Simon Yates finished safely in the peloton after the rain-soaked finale of stage 12 to Imola, happy to have avoided the splits on the way to the Enzo and Dino Ferrari motor racing track and then resisted a series of attacks on the rolling 15km circuit around the Tre Monti hills.
The Mitchelton-Scott leader finished a relieved 32nd place behind Sam Bennett (Bora-Hansgrohe), the winner of the tumultuous stage. Yates still leads Tom Dumoulin (Team Sunweb) by 47 seconds, with Thibaut Pinot (Groupama-FDJ) third at 1:04.
"I was hoping for a quiet day but every day at the Giro seems to have a little bit of something," Yates explained post-stage, clearly understanding the ethos of the Corsa Rosa after a week as race leader.
Race director Mauro Vegni included two sprint stages between the Apennines and the Zoncolan to perhaps help the overall contenders recover between the mountain finishes. Yates smiled widely when the Vegni race diagram was put to him.

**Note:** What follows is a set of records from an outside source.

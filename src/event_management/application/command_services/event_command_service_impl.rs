use std::sync::Arc;

use async_trait::async_trait;
use chrono::Utc;

use crate::{
    access_control::{
        domain::model::enums::capability_action::CapabilityAction,
        interfaces::acl::access_control_facade::{
            AccessControlFacade, AccessControlPermissionRequest, require_permission,
        },
    },
    event_management::{
        domain::{
            model::{
                commands::{
                    complete_event_command::CompleteEventCommand,
                    create_event_command::CreateEventCommand,
                    update_event_command::UpdateEventCommand,
                },
                entities::event::Event,
                enums::event_status::EventStatus,
            },
            services::event_command_service::EventCommandService,
        },
        infrastructure::persistence::repositories::event_repository::EventRepository,
    },
    iam_integration::{
        domain::model::value_objects::principal_id::PrincipalId,
        infrastructure::persistence::repositories::principal_directory_repository::PrincipalDirectoryRepository,
    },
    notifications::{
        domain::model::events::workflow_outcome::WorkflowOutcome,
        interfaces::acl::notification_facade::NotificationFacade,
    },
    shared::{
        application::retry_policy::RetryPolicy,
        domain::model::enums::workflow_domain_error::WorkflowDomainError,
    },
};

pub struct EventCommandServiceImpl {
    event_repository: Arc<dyn EventRepository>,
    directory_repository: Arc<dyn PrincipalDirectoryRepository>,
    access_control: Arc<dyn AccessControlFacade>,
    notifications: Arc<dyn NotificationFacade>,
    retry_policy: RetryPolicy,
}

impl EventCommandServiceImpl {
    pub fn new(
        event_repository: Arc<dyn EventRepository>,
        directory_repository: Arc<dyn PrincipalDirectoryRepository>,
        access_control: Arc<dyn AccessControlFacade>,
        notifications: Arc<dyn NotificationFacade>,
        retry_policy: RetryPolicy,
    ) -> Self {
        Self {
            event_repository,
            directory_repository,
            access_control,
            notifications,
            retry_policy,
        }
    }

    async fn ensure_coordinator(&self, coordinator_id: PrincipalId) -> Result<(), WorkflowDomainError> {
        let entry = self
            .retry_policy
            .run("principal_directory.find_by_id", || {
                self.directory_repository.find_by_id(coordinator_id)
            })
            .await?
            .filter(|entry| entry.is_active)
            .ok_or_else(|| {
                WorkflowDomainError::InvalidInput(format!(
                    "coordinator {coordinator_id} is not an active principal"
                ))
            })?;

        if !entry.principal.role().is_coordinator() {
            return Err(WorkflowDomainError::InvalidInput(format!(
                "principal {coordinator_id} has role {} and cannot coordinate events",
                entry.principal.role()
            )));
        }

        Ok(())
    }
}

#[async_trait]
impl EventCommandService for EventCommandServiceImpl {
    async fn handle_create(&self, command: CreateEventCommand) -> Result<Event, WorkflowDomainError> {
        let principal = *command.principal();
        require_permission(
            self.access_control.as_ref(),
            AccessControlPermissionRequest::new(principal, CapabilityAction::CreateEvent),
        )
        .await?;

        if let Some(coordinator_id) = command.coordinator_id() {
            self.ensure_coordinator(coordinator_id).await?;
        }

        let event = Event::new_pending(
            command.details().clone(),
            principal.id(),
            command.coordinator_id(),
            Utc::now(),
        );

        self.retry_policy
            .run_once("events.insert", self.event_repository.insert(&event))
            .await?;

        tracing::info!(
            event_id = %event.id(),
            creator_id = %principal.id(),
            event_type = event.details().event_type().as_str(),
            "event created"
        );

        self.notifications.publish(WorkflowOutcome::EventCreated {
            subject: event.outcome_subject(),
        });

        Ok(event)
    }

    async fn handle_update(&self, command: UpdateEventCommand) -> Result<Event, WorkflowDomainError> {
        let event_id = command.event_id();
        let event = self
            .retry_policy
            .run("events.find_by_id", || self.event_repository.find_by_id(event_id))
            .await?
            .ok_or_else(|| WorkflowDomainError::NotFound("event".to_string()))?;

        require_permission(
            self.access_control.as_ref(),
            AccessControlPermissionRequest::new(*command.principal(), CapabilityAction::UpdateEvent)
                .on_resource(event.ownership()),
        )
        .await?;

        if let Some(coordinator_id) = command.coordinator_id() {
            self.ensure_coordinator(coordinator_id).await?;
        }

        let revised = event.revise(
            command.merge_into(event.details())?,
            command.coordinator_id().or(event.coordinator_id()),
        )?;

        let updated = self
            .retry_policy
            .run_once(
                "events.update_details",
                self.event_repository
                    .update_details(&revised, event.review_cycle()),
            )
            .await?
            .ok_or_else(|| {
                WorkflowDomainError::InvalidState(
                    "event left PENDING before the edit was applied".to_string(),
                )
            })?;

        tracing::info!(
            event_id = %event_id,
            principal_id = %command.principal().id(),
            "event details updated"
        );

        Ok(updated)
    }

    async fn handle_complete(
        &self,
        command: CompleteEventCommand,
    ) -> Result<Event, WorkflowDomainError> {
        let event_id = command.event_id();
        let event = self
            .retry_policy
            .run("events.find_by_id", || self.event_repository.find_by_id(event_id))
            .await?
            .ok_or_else(|| WorkflowDomainError::NotFound("event".to_string()))?;

        require_permission(
            self.access_control.as_ref(),
            AccessControlPermissionRequest::new(*command.principal(), CapabilityAction::AdminOverride)
                .on_resource(event.ownership()),
        )
        .await?;

        if !event.status().can_transition_to(EventStatus::Completed) {
            return Err(WorkflowDomainError::InvalidState(format!(
                "only APPROVED events can be completed, current status is {}",
                event.status()
            )));
        }

        let completed = self
            .retry_policy
            .run_once(
                "events.transition_status",
                self.event_repository.transition_status(
                    event_id,
                    EventStatus::Approved,
                    EventStatus::Completed,
                    event.review_cycle(),
                ),
            )
            .await?
            .ok_or_else(|| {
                WorkflowDomainError::InvalidState(
                    "event status changed before it could be completed".to_string(),
                )
            })?;

        tracing::info!(
            event_id = %event_id,
            principal_id = %command.principal().id(),
            "event completed"
        );

        Ok(completed)
    }
}
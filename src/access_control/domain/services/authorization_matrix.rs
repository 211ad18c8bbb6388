//! Static role × action capability table.
//!
//! Every `(role, action)` pair resolves to exactly one outcome: a grant with
//! a [`GrantScope`] or an implicit deny. Administrators hold every action
//! with [`GrantScope::Any`].

use crate::{
    access_control::{
        domain::{
            model::{
                enums::{capability_action::CapabilityAction, grant_scope::GrantScope},
                value_objects::resource_ownership::ResourceOwnership,
            },
            services::access_control_query_service::AuthorizationDecisionResult,
        },
    },
    iam_integration::domain::model::{entities::principal::Principal, enums::principal_role::PrincipalRole},
};

use CapabilityAction::*;
use PrincipalRole::*;

struct CapabilityGrant {
    role: PrincipalRole,
    action: CapabilityAction,
    scope: GrantScope,
}

const fn grant(role: PrincipalRole, action: CapabilityAction, scope: GrantScope) -> CapabilityGrant {
    CapabilityGrant {
        role,
        action,
        scope,
    }
}

const GRANTS: &[CapabilityGrant] = &[
    grant(EventTeamLead, CreateEvent, GrantScope::Any),
    grant(EventTeamLead, UpdateEvent, GrantScope::Owned),
    grant(EventTeamLead, SubmitBudget, GrantScope::Owned),
    grant(EventTeamLead, RecordExpense, GrantScope::Owned),
    grant(EventTeamLead, ViewEvent, GrantScope::Owned),
    grant(WorkshopTeamLead, CreateEvent, GrantScope::Any),
    grant(WorkshopTeamLead, UpdateEvent, GrantScope::Owned),
    grant(WorkshopTeamLead, SubmitBudget, GrantScope::Owned),
    grant(WorkshopTeamLead, RecordExpense, GrantScope::Owned),
    grant(WorkshopTeamLead, ViewEvent, GrantScope::Owned),
    grant(FinanceTeam, ReviewBudget, GrantScope::Any),
    grant(FinanceTeam, RecordExpense, GrantScope::Any),
    grant(FinanceTeam, ViewEvent, GrantScope::Any),
    grant(FacilitiesTeam, AssignVenue, GrantScope::Any),
    grant(FacilitiesTeam, ViewEvent, GrantScope::Any),
    grant(EventCoordinator, ViewEvent, GrantScope::Coordinated),
    grant(WorkshopCoordinator, ViewEvent, GrantScope::Coordinated),
];

#[derive(Clone, Copy, Debug, Eq, PartialEq)]
pub struct MatrixEntry {
    pub role: PrincipalRole,
    pub action: CapabilityAction,
    pub scope: Option<GrantScope>,
}

pub struct AuthorizationMatrix;

impl AuthorizationMatrix {
    pub fn grant_scope(role: PrincipalRole, action: CapabilityAction) -> Option<GrantScope> {
        if role == Administrator {
            return Some(GrantScope::Any);
        }

        GRANTS
            .iter()
            .find(|g| g.role == role && g.action == action)
            .map(|g| g.scope)
    }

    pub fn authorize(
        principal: &Principal,
        action: CapabilityAction,
        ownership: Option<&ResourceOwnership>,
    ) -> AuthorizationDecisionResult {
        if principal.role() == Administrator {
            return AuthorizationDecisionResult::allow("administrator override");
        }

        let Some(scope) = Self::grant_scope(principal.role(), action) else {
            return AuthorizationDecisionResult::deny(format!(
                "role {} is not granted {}",
                principal.role(),
                action
            ));
        };

        match (scope, ownership) {
            (GrantScope::Any, _) => AuthorizationDecisionResult::allow(format!(
                "role {} is granted {}",
                principal.role(),
                action
            )),
            (_, None) => AuthorizationDecisionResult::deny(format!(
                "{action} for role {} requires a resource",
                principal.role()
            )),
            (GrantScope::Owned, Some(resource)) => {
                if resource.is_created_by(principal.id()) {
                    AuthorizationDecisionResult::allow("principal created the resource")
                } else {
                    AuthorizationDecisionResult::deny("resource was created by another principal")
                }
            }
            (GrantScope::Coordinated, Some(resource)) => {
                if resource.is_coordinated_by(principal.id()) {
                    AuthorizationDecisionResult::allow("principal coordinates the resource")
                } else {
                    AuthorizationDecisionResult::deny("resource is not coordinated by principal")
                }
            }
        }
    }

    pub fn entries() -> Vec<MatrixEntry> {
        PrincipalRole::ALL
            .into_iter()
            .flat_map(|role| {
                CapabilityAction::ALL.into_iter().map(move |action| MatrixEntry {
                    role,
                    action,
                    scope: Self::grant_scope(role, action),
                })
            })
            .collect()
    }
}
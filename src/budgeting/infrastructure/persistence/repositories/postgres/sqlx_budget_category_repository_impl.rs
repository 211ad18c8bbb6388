use async_trait::async_trait;
use sqlx::{PgPool, Row};

use crate::{
    budgeting::{
        domain::model::entities::budget_category::BudgetCategory,
        infrastructure::persistence::repositories::budget_category_repository::BudgetCategoryRepository,
    },
    shared::domain::model::enums::workflow_domain_error::WorkflowDomainError,
};

pub struct SqlxBudgetCategoryRepositoryImpl {
    pool: PgPool,
}

impl SqlxBudgetCategoryRepositoryImpl {
    pub fn new(pool: PgPool) -> Self {
        Self { pool }
    }
}

#[async_trait]
impl BudgetCategoryRepository for SqlxBudgetCategoryRepositoryImpl {
    async fn list_all(&self) -> Result<Vec<BudgetCategory>, WorkflowDomainError> {
        let statement = r#"
            SELECT id, name, description, display_order
            FROM budget_categories
            ORDER BY display_order, name
        "#;

        let rows = sqlx::query(statement).fetch_all(&self.pool).await?;

        rows.into_iter()
            .map(|row| {
                Ok(BudgetCategory::new(
                    row.try_get("id")?,
                    row.try_get("name")?,
                    row.try_get("description")?,
                    row.try_get("display_order")?,
                ))
            })
            .collect()
    }
}
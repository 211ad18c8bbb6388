use axum::{
    Json,
    http::{HeaderMap, StatusCode},
};

use crate::{
    iam_integration::{
        domain::model::entities::principal::Principal,
        interfaces::acl::identity_context_facade::{IamIntegrationError, IdentityContextFacade},
    },
    shared::interfaces::rest::{
        error_mapping::RestError,
        openapi::security::{PRINCIPAL_HEADER, REQUEST_ID_HEADER},
        resources::error_response_resource::ErrorResponseResource,
    },
};

pub async fn resolve_principal(
    identity_context: &dyn IdentityContextFacade,
    headers: &HeaderMap,
) -> Result<Principal, RestError> {
    let subject_id = headers
        .get(PRINCIPAL_HEADER)
        .and_then(|v| v.to_str().ok())
        .map(str::trim)
        .filter(|v| !v.is_empty())
        .ok_or_else(|| {
            map_iam_error(IamIntegrationError::InvalidSubject(format!(
                "{PRINCIPAL_HEADER} header is required"
            )))
        })?;

    identity_context
        .resolve_principal(subject_id)
        .await
        .map_err(map_iam_error)
}

pub fn request_id(headers: &HeaderMap) -> Option<String> {
    headers
        .get(REQUEST_ID_HEADER)
        .and_then(|v| v.to_str().ok())
        .map(str::trim)
        .filter(|v| !v.is_empty())
        .map(str::to_string)
}

fn map_iam_error(error: IamIntegrationError) -> RestError {
    let (status, code) = match error {
        IamIntegrationError::Unavailable(_) => {
            (StatusCode::SERVICE_UNAVAILABLE, "system_failure")
        }
        IamIntegrationError::InvalidSubject(_)
        | IamIntegrationError::UnknownPrincipal
        | IamIntegrationError::InactivePrincipal => (StatusCode::UNAUTHORIZED, "unauthenticated"),
    };

    (
        status,
        Json(ErrorResponseResource {
            code: code.to_string(),
            message: error.to_string(),
        }),
    )
}
use async_trait::async_trait;
use chrono::{DateTime, Utc};
use uuid::Uuid;

use crate::{
    iam_integration::domain::model::value_objects::principal_id::PrincipalId,
    notifications::domain::model::entities::inbox_notification::InboxNotification,
    shared::domain::model::enums::workflow_domain_error::WorkflowDomainError,
};

/// Every operation is scoped to one recipient; rows addressed to someone
/// else behave as if they did not exist.
#[async_trait]
pub trait InboxRepository: Send + Sync {
    async fn list_for_recipient(
        &self,
        recipient_id: PrincipalId,
        unread_only: bool,
    ) -> Result<Vec<InboxNotification>, WorkflowDomainError>;

    async fn count_unread(&self, recipient_id: PrincipalId) -> Result<u64, WorkflowDomainError>;

    async fn mark_read(
        &self,
        notification_id: Uuid,
        recipient_id: PrincipalId,
        read_at: DateTime<Utc>,
    ) -> Result<Option<InboxNotification>, WorkflowDomainError>;

    async fn mark_all_read(
        &self,
        recipient_id: PrincipalId,
        read_at: DateTime<Utc>,
    ) -> Result<u64, WorkflowDomainError>;
}
pub mod access_control_query_service;
pub mod authorization_matrix;
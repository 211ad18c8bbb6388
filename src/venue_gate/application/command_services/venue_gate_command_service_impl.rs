use std::sync::Arc;

use async_trait::async_trait;
use chrono::Utc;

use crate::{
    access_control::{
        domain::model::enums::capability_action::CapabilityAction,
        interfaces::acl::access_control_facade::{
            AccessControlFacade, AccessControlPermissionRequest, require_permission,
        },
    },
    budgeting::domain::services::budget_category_catalog::BudgetCategoryCatalog,
    event_management::{
        domain::model::entities::event::Event,
        interfaces::acl::event_registry_facade::EventRegistryFacade,
    },
    notifications::{
        domain::model::events::workflow_outcome::WorkflowOutcome,
        interfaces::acl::notification_facade::NotificationFacade,
    },
    shared::{
        application::retry_policy::RetryPolicy,
        domain::model::enums::workflow_domain_error::WorkflowDomainError,
    },
    venue_gate::{
        domain::{
            model::{
                commands::{
                    assign_venue_command::AssignVenueCommand,
                    record_expense_command::RecordExpenseCommand,
                },
                entities::expense::Expense,
            },
            services::{
                resource_gate::ResourceGate, venue_gate_command_service::VenueGateCommandService,
            },
        },
        infrastructure::persistence::repositories::{
            expense_repository::{ExpenseRepository, ExpenseWriteOutcome},
            venue_repository::VenueRepository,
        },
    },
};

pub struct VenueGateCommandServiceImpl {
    venue_repository: Arc<dyn VenueRepository>,
    expense_repository: Arc<dyn ExpenseRepository>,
    event_registry: Arc<dyn EventRegistryFacade>,
    access_control: Arc<dyn AccessControlFacade>,
    notifications: Arc<dyn NotificationFacade>,
    catalog: BudgetCategoryCatalog,
    retry_policy: RetryPolicy,
}

impl VenueGateCommandServiceImpl {
    pub fn new(
        venue_repository: Arc<dyn VenueRepository>,
        expense_repository: Arc<dyn ExpenseRepository>,
        event_registry: Arc<dyn EventRegistryFacade>,
        access_control: Arc<dyn AccessControlFacade>,
        notifications: Arc<dyn NotificationFacade>,
        catalog: BudgetCategoryCatalog,
        retry_policy: RetryPolicy,
    ) -> Self {
        Self {
            venue_repository,
            expense_repository,
            event_registry,
            access_control,
            notifications,
            catalog,
            retry_policy,
        }
    }
}

#[async_trait]
impl VenueGateCommandService for VenueGateCommandServiceImpl {
    async fn handle_assign_venue(
        &self,
        command: AssignVenueCommand,
    ) -> Result<Event, WorkflowDomainError> {
        let event = self.event_registry.load_event(command.event_id()).await?;

        require_permission(
            self.access_control.as_ref(),
            AccessControlPermissionRequest::new(*command.principal(), CapabilityAction::AssignVenue)
                .on_resource(event.ownership()),
        )
        .await?;

        ResourceGate::ensure_unlocked(&event, "venue assignment")?;

        let venue_id = command.venue_id();
        let venue = self
            .retry_policy
            .run("venues.find_active_by_id", || {
                self.venue_repository.find_active_by_id(venue_id)
            })
            .await?
            .ok_or_else(|| WorkflowDomainError::NotFound("venue".to_string()))?;

        let expected = event.details().expected_participants();
        if !venue.can_host(expected) {
            return Err(WorkflowDomainError::InvalidInput(format!(
                "venue {} holds {} people but the event expects {}",
                venue.name(),
                venue.capacity().unwrap_or_default(),
                expected.unwrap_or_default()
            )));
        }

        let updated = self
            .event_registry
            .assign_venue(event.id(), venue.id())
            .await?
            .ok_or_else(|| {
                WorkflowDomainError::InvalidState(
                    "event left APPROVED before the venue could be assigned".to_string(),
                )
            })?;

        tracing::info!(
            event_id = %updated.id(),
            venue_id = %venue.id(),
            principal_id = %command.principal().id(),
            "venue assigned"
        );

        self.notifications.publish(WorkflowOutcome::VenueAssigned {
            subject: updated.outcome_subject(),
            venue_id: venue.id(),
            venue_name: venue.name().to_string(),
        });

        Ok(updated)
    }

    async fn handle_record_expense(
        &self,
        command: RecordExpenseCommand,
    ) -> Result<Expense, WorkflowDomainError> {
        let event = self.event_registry.load_event(command.event_id()).await?;

        require_permission(
            self.access_control.as_ref(),
            AccessControlPermissionRequest::new(
                *command.principal(),
                CapabilityAction::RecordExpense,
            )
            .on_resource(event.ownership()),
        )
        .await?;

        ResourceGate::ensure_unlocked(&event, "expense entry")?;
        self.catalog.ensure_known(command.category_id())?;

        let expense = Expense::new(
            event.id(),
            command.category_id(),
            command.item_name().to_string(),
            command.amount(),
            command.principal().id(),
            Utc::now(),
        );

        let outcome = self
            .retry_policy
            .run_once(
                "expenses.insert_while_approved",
                self.expense_repository.insert_while_approved(&expense),
            )
            .await?;

        if outcome == ExpenseWriteOutcome::EventNotApproved {
            return Err(WorkflowDomainError::InvalidState(
                "event left APPROVED before the expense could be recorded".to_string(),
            ));
        }

        tracing::info!(
            event_id = %event.id(),
            expense_id = %expense.id(),
            amount = %expense.amount(),
            principal_id = %command.principal().id(),
            "expense recorded"
        );

        self.notifications.publish(WorkflowOutcome::ExpenseRecorded {
            subject: event.outcome_subject(),
            expense_id: expense.id(),
            item_name: expense.item_name().to_string(),
            amount: expense.amount().value(),
        });

        Ok(expense)
    }
}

"It's hard to say to if you ever recover during a Grand Tour, every day is difficult, there are no easy days here at the Giro," he said firmly.
"The final circuit was much more difficult than many expected. I was taken aback by how difficult it was, even if the conditions made it more difficult. We had to be on our toes until the final. Fortunately, the team was there to help me."
Asked if he perhaps struggled in the rain and if it could be a problem come the Zoncolan on Saturday, Yates explained that he's from northern England, where it rains close to 200 days a year.
"Nobody likes to race in the rain but I have great confidence in the equipment and especially the tyres we have. Being from the UK means you have to be used to the rain. It's not really a problem," he said.
Yates stayed wrapped up in a team gillet when the heavens opened and focused on staying near the front to avoid any problems in the finale. He didn't know that some of his overall rivals were in the second group at one point. He was focused on possible attacks up the road.
"I wasn't really aware of the split and who was in it," he explained. "But I'm always quite ready if someone tries anything. I expected there may have been a situation where someone attacked but I was always close to be able to react to any attacks."
Yates appears more confident by the day. He has now worn the maglia rosa for six stages and has proved he is the rider to beat as the likes of Chris Froome (Team Sky) and Fabio Aru (UAE Team Emirates) slip gradually out of contention. Many now see the final nine stages of the Giro d'Italia as a battle between Yates and 2017 winner Dumoulin.
Yates is asked daily how much time he expects to lose to the Dutchman in Tuesday's 34.2km time trial but he avoids giving a simple mathematical answer as easily he rides in the rain or attacks on mountain finishes. He is first focused on the weekend stages to the Zoncolan and Sappada.
"My mind is on next week and this weekend," he said. "I know it's going to be difficult but we'll see when we get there and I'll try my best."
"Tom was looking really good yesterday and impressed me. The others are not far behind either."